● YOUR ASSIGNMENT
For each line below that includes the word "inside", make a copy.

● THE DATA
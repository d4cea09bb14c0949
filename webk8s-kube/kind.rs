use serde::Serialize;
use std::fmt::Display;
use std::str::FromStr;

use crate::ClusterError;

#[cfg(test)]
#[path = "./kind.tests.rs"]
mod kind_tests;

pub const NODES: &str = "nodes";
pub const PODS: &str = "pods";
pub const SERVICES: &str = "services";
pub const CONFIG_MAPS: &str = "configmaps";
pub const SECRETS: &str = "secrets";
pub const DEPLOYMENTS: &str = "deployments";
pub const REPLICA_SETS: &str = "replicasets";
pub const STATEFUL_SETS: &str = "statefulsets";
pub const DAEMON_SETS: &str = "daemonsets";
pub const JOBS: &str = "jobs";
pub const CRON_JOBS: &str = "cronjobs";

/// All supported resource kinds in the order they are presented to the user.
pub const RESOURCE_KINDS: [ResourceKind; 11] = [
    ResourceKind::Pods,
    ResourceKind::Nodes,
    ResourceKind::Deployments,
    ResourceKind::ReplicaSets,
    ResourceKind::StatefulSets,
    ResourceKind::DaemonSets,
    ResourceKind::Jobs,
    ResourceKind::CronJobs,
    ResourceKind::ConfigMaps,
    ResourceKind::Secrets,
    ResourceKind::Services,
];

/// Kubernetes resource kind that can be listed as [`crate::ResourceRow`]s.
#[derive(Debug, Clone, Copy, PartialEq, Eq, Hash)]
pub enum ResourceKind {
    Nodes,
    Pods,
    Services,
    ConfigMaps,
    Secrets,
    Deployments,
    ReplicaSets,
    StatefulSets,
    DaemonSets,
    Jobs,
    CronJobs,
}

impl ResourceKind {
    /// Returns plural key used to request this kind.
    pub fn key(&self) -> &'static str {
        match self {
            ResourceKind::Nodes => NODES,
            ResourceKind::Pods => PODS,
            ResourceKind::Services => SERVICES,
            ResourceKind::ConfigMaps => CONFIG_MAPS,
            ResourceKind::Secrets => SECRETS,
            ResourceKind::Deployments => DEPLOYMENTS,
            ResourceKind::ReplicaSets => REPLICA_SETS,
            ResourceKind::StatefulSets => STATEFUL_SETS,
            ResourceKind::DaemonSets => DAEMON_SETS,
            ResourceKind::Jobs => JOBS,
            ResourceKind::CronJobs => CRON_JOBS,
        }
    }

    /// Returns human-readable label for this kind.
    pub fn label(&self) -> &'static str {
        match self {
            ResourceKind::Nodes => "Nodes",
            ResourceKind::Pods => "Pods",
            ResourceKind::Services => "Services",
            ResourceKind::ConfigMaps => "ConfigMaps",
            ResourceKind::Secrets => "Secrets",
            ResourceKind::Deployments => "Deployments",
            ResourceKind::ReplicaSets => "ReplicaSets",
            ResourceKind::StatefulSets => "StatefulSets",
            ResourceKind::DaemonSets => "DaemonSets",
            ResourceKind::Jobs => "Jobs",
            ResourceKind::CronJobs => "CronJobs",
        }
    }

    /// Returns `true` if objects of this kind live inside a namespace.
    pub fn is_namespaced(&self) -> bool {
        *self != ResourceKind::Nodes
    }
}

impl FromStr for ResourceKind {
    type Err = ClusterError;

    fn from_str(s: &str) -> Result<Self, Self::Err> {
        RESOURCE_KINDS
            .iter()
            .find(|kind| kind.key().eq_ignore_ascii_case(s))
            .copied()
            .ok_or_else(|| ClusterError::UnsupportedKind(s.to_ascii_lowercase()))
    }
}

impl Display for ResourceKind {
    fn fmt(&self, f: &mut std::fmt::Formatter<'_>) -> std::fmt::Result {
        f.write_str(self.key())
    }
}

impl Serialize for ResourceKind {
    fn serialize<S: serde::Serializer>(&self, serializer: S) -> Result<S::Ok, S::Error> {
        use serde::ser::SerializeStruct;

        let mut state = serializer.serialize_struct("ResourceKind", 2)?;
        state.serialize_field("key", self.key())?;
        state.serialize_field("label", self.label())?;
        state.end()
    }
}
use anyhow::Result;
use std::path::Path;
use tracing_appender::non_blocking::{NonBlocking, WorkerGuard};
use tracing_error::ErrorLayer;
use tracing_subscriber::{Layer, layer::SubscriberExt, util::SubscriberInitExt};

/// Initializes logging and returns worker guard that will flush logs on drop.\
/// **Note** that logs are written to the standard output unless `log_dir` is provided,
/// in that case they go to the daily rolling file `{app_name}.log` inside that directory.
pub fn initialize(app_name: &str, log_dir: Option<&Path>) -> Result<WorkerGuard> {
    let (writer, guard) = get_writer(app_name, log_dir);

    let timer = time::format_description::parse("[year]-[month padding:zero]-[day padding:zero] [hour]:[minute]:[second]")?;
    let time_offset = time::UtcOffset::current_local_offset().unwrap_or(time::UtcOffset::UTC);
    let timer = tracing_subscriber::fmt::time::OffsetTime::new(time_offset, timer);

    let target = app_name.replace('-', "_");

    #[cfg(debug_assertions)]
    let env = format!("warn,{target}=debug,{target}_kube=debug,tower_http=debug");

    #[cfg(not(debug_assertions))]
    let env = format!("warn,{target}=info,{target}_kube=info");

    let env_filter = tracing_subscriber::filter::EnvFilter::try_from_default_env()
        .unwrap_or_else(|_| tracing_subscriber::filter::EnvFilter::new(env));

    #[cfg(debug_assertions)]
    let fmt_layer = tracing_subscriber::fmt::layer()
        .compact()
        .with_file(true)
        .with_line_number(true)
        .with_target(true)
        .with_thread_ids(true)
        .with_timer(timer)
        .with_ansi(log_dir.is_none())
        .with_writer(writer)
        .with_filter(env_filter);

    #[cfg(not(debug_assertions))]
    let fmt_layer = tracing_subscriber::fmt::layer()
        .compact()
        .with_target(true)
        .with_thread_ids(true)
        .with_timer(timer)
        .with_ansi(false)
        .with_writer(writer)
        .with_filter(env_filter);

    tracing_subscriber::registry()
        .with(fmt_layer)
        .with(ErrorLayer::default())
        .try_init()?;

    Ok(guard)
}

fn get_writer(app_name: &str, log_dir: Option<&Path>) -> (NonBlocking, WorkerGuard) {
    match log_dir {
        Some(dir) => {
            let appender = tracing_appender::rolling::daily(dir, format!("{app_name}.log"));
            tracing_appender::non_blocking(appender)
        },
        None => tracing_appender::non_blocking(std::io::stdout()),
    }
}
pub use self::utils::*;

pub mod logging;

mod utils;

● PROBLEM SOLUTION
    /// Returns `true` if objects of this kind live inside a namespace.
/// in that case they go to the daily rolling file `{app_name}.log` inside that directory.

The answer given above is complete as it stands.